**Exercise prompt**
Copy out all lines of the listing below that hold "Extending".

◆ ◆ ◆ ◆ ◆ ◆ ◆

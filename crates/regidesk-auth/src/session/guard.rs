//! Session lifecycle state machine.
//!
//! [`SessionGuard`] owns the sole writer handle to the session store and
//! applies every lifecycle transition: login, expiry warning, extension,
//! inactivity timeout, and logout. It is a plain state machine driven by
//! explicit method calls with an explicit `now`; the async runner in
//! [`super::runner`] supplies the timers.

use chrono::{DateTime, Utc};
use tokio::sync::broadcast;
use tracing::{debug, info, warn};

use regidesk_core::config::session::SessionConfig;
use regidesk_core::events::SessionEvent;
use regidesk_core::result::AppResult;
use regidesk_core::traits::RevalidationOutcome;
use regidesk_entity::session::Session;
use regidesk_entity::user::User;

use crate::token::{TokenClock, TokenState};

use super::store::SessionStore;

/// Capacity of the lifecycle event broadcast channel.
const EVENT_CHANNEL_CAPACITY: usize = 64;

/// Lifecycle state of the guarded session.
#[derive(Debug, Clone, Copy, PartialEq, Eq)]
pub enum GuardState {
    /// No live session.
    LoggedOut,
    /// A live session outside the expiry warning window.
    Active,
    /// The credential expires soon; the warning dialog is open.
    Warning {
        /// Seconds remaining at the last expiry check.
        seconds_left: u64,
    },
    /// The user chose to extend; revalidation is in flight.
    Extending,
}

/// Why a session was force-ended.
#[derive(Debug, Clone, Copy, PartialEq, Eq)]
pub enum LogoutCause {
    /// The user logged out explicitly.
    Manual,
    /// The credential expired.
    TokenExpired,
    /// The revalidation backend rejected the credential (or the call failed).
    RevalidationRejected,
    /// The inactivity timer fired.
    Inactivity,
}

/// Message driving the guard from outside the runner loop.
#[derive(Debug)]
pub enum GuardEvent {
    /// The user interacted with the client.
    Activity,
    /// The user asked to extend the expiring session.
    ExtendRequested,
    /// The user asked to log out.
    LogoutRequested,
    /// A spawned revalidation task finished.
    ExtendResolved {
        /// The extension epoch the task was started under.
        epoch: u64,
        /// What the revalidator decided, or the transport error.
        outcome: AppResult<RevalidationOutcome>,
    },
}

/// The session lifecycle state machine.
///
/// Holds the single [`SessionStore`] writer. All transitions are
/// synchronous with respect to the caller; timer scheduling lives in the
/// runner. Each method takes `now` explicitly so transitions are
/// deterministic under test.
pub struct SessionGuard {
    store: SessionStore,
    clock: TokenClock,
    inactivity_timeout_seconds: u64,
    state: GuardState,
    /// Bumped on every logout and every applied extension result. A
    /// revalidation task carries the epoch it was started under; a result
    /// arriving with a stale epoch is discarded, so a late extension can
    /// never resurrect a session that ended while it was in flight.
    epoch: u64,
    events: broadcast::Sender<SessionEvent>,
}

impl SessionGuard {
    pub fn new(store: SessionStore, clock: TokenClock, config: &SessionConfig) -> Self {
        let (events, _) = broadcast::channel(EVENT_CHANNEL_CAPACITY);
        Self {
            store,
            clock,
            inactivity_timeout_seconds: config.inactivity_timeout_minutes * 60,
            state: GuardState::LoggedOut,
            epoch: 0,
            events,
        }
    }

    /// Current lifecycle state.
    pub fn state(&self) -> GuardState {
        self.state
    }

    /// Whether the guard has reached its terminal state.
    pub fn is_terminal(&self) -> bool {
        self.state == GuardState::LoggedOut
    }

    /// Subscribe to lifecycle events.
    pub fn subscribe(&self) -> broadcast::Receiver<SessionEvent> {
        self.events.subscribe()
    }

    /// A sender handle for the lifecycle event channel.
    pub(crate) fn event_sender(&self) -> broadcast::Sender<SessionEvent> {
        self.events.clone()
    }

    /// The configured inactivity timeout.
    pub fn inactivity_timeout_seconds(&self) -> u64 {
        self.inactivity_timeout_seconds
    }

    /// Read-only access to the underlying store.
    pub fn store(&self) -> &SessionStore {
        &self.store
    }

    /// Create a session for a freshly authenticated user.
    ///
    /// An expired or undecodable credential is refused outright rather
    /// than creating a session that the next poll would immediately end.
    pub async fn login(
        &mut self,
        token: impl Into<String>,
        user: User,
        now: DateTime<Utc>,
    ) -> AppResult<()> {
        let token = token.into();
        if self.clock.classify(&token, now) == TokenState::Expired {
            return Err(regidesk_core::error::AppError::authentication(
                "Credential is already expired",
            ));
        }

        let user_id = user.id;
        self.store.set(Session::new(token, user, now)).await?;
        self.state = GuardState::Active;
        info!(%user_id, "Session created");
        self.emit(SessionEvent::Created {
            user_id: user_id.into_uuid(),
        });
        Ok(())
    }

    /// Adopt a session restored from durable storage.
    ///
    /// Call once at startup, after [`SessionStore::load`] and before the
    /// runner starts. The restored credential is classified first: an
    /// expired credential clears the persisted session instead of
    /// adopting it, so a stale session on disk never outlives its token.
    ///
    /// Returns `true` when a live session was adopted.
    pub async fn resume(&mut self, now: DateTime<Utc>) -> AppResult<bool> {
        if !self.is_terminal() {
            return Ok(true);
        }
        let Some(session) = self.store.get().await else {
            return Ok(false);
        };
        if self.clock.classify(&session.token, now) == TokenState::Expired {
            warn!("Restored session credential is expired; discarding");
            self.store.clear().await?;
            self.emit(SessionEvent::Expired);
            return Ok(false);
        }

        let user_id = session.user.id;
        self.state = GuardState::Active;
        info!(%user_id, "Session resumed");
        self.emit(SessionEvent::Restored {
            user_id: user_id.into_uuid(),
        });
        Ok(true)
    }

    /// Periodic credential expiry check.
    ///
    /// Drives the `Active -> Warning -> LoggedOut` progression. While the
    /// warning is showing, each check refreshes the remaining-seconds
    /// figure; a credential found refreshed back out of the window closes
    /// the warning.
    pub async fn on_tick(&mut self, now: DateTime<Utc>) -> AppResult<()> {
        let Some(session) = self.store.get().await else {
            return Ok(());
        };
        if self.is_terminal() {
            return Ok(());
        }

        match self.clock.classify(&session.token, now) {
            TokenState::Valid => {
                if matches!(self.state, GuardState::Warning { .. }) {
                    debug!("Credential left the warning window; dismissing warning");
                    self.state = GuardState::Active;
                    self.emit(SessionEvent::Extended);
                }
            }
            TokenState::ExpiringSoon { seconds_left } => match self.state {
                GuardState::Active => {
                    info!(seconds_left, "Credential entering expiry warning window");
                    self.state = GuardState::Warning { seconds_left };
                    self.emit(SessionEvent::WarningShown { seconds_left });
                }
                GuardState::Warning { .. } => {
                    self.state = GuardState::Warning { seconds_left };
                }
                // An in-flight extension owns the next transition.
                GuardState::Extending | GuardState::LoggedOut => {}
            },
            TokenState::Expired => {
                self.logout(LogoutCause::TokenExpired, now).await?;
            }
        }
        Ok(())
    }

    /// Record user activity, resetting the inactivity clock.
    pub async fn on_activity(&mut self, now: DateTime<Utc>) -> AppResult<()> {
        if self.is_terminal() {
            return Ok(());
        }
        self.store.touch(now).await
    }

    /// Begin an extension in response to the user accepting the warning.
    ///
    /// Returns the epoch and credential the revalidation task should run
    /// under, or `None` when no warning is showing (the request is stale:
    /// the session already ended or was already extended).
    pub async fn begin_extend(&mut self) -> AppResult<Option<(u64, String)>> {
        if !matches!(self.state, GuardState::Warning { .. }) {
            debug!(state = ?self.state, "Ignoring extension request outside warning state");
            return Ok(None);
        }
        let Some(session) = self.store.get().await else {
            return Ok(None);
        };
        self.state = GuardState::Extending;
        Ok(Some((self.epoch, session.token)))
    }

    /// Apply the result of a revalidation task.
    ///
    /// A result carrying a stale epoch is discarded: the session it was
    /// meant for already ended (or was already extended by a newer
    /// request), and a late success must not resurrect it.
    pub async fn on_extend_resolved(
        &mut self,
        epoch: u64,
        outcome: AppResult<RevalidationOutcome>,
        now: DateTime<Utc>,
    ) -> AppResult<()> {
        if epoch != self.epoch {
            debug!(
                stale_epoch = epoch,
                current_epoch = self.epoch,
                "Discarding late extension result"
            );
            return Ok(());
        }
        self.epoch += 1;

        match outcome {
            Ok(RevalidationOutcome::Confirmed) => {
                info!("Session extended; credential confirmed");
                self.state = GuardState::Active;
                self.emit(SessionEvent::Extended);
                Ok(())
            }
            Ok(RevalidationOutcome::Refreshed { token }) => {
                if self.clock.classify(&token, now) == TokenState::Expired {
                    warn!("Revalidator returned an already-expired credential");
                    return self.logout(LogoutCause::RevalidationRejected, now).await;
                }
                if let Some(mut session) = self.store.get().await {
                    session.token = token;
                    self.store.set(session).await?;
                }
                info!("Session extended; credential refreshed");
                self.state = GuardState::Active;
                self.emit(SessionEvent::Extended);
                Ok(())
            }
            Ok(RevalidationOutcome::Rejected) => {
                warn!("Revalidation rejected; ending session");
                self.logout(LogoutCause::RevalidationRejected, now).await
            }
            Err(e) => {
                warn!(error = %e, "Revalidation call failed; ending session");
                self.logout(LogoutCause::RevalidationRejected, now).await
            }
        }
    }

    /// The inactivity timer fired.
    ///
    /// The runner is the timing authority: reaching this method means the
    /// full timeout elapsed without activity, so the session ends without
    /// re-deriving idleness from wall-clock reads.
    pub async fn on_inactivity_timeout(&mut self, now: DateTime<Utc>) -> AppResult<()> {
        if self.is_terminal() {
            return Ok(());
        }
        let Some(session) = self.store.get().await else {
            return Ok(());
        };
        let idle_seconds = session.idle_seconds(now) as u64;
        warn!(idle_seconds, "Inactivity timeout reached; ending session");
        self.end_session(LogoutCause::Inactivity, now).await?;
        self.emit(SessionEvent::IdleTimeout { idle_seconds });
        Ok(())
    }

    /// Force the session to end.
    ///
    /// Idempotent: ending an already-ended session is a no-op and emits
    /// nothing.
    pub async fn logout(&mut self, cause: LogoutCause, now: DateTime<Utc>) -> AppResult<()> {
        if self.is_terminal() {
            return Ok(());
        }
        match cause {
            LogoutCause::Inactivity => self.on_inactivity_timeout(now).await,
            LogoutCause::Manual => {
                self.end_session(cause, now).await?;
                self.emit(SessionEvent::Destroyed {
                    reason: "User logged out".to_string(),
                });
                Ok(())
            }
            LogoutCause::TokenExpired | LogoutCause::RevalidationRejected => {
                self.end_session(cause, now).await?;
                self.emit(SessionEvent::Expired);
                Ok(())
            }
        }
    }

    async fn end_session(&mut self, cause: LogoutCause, _now: DateTime<Utc>) -> AppResult<()> {
        info!(?cause, "Session ended");
        self.store.clear().await?;
        self.state = GuardState::LoggedOut;
        self.epoch += 1;
        Ok(())
    }

    fn emit(&self, event: SessionEvent) {
        // Nobody listening is fine.
        let _ = self.events.send(event);
    }
}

◆ ◆ ◆ ◆ ◆ ◆ ◆

**Response below**
    Extending,
                GuardState::Extending | GuardState::LoggedOut => {}
        self.state = GuardState::Extending;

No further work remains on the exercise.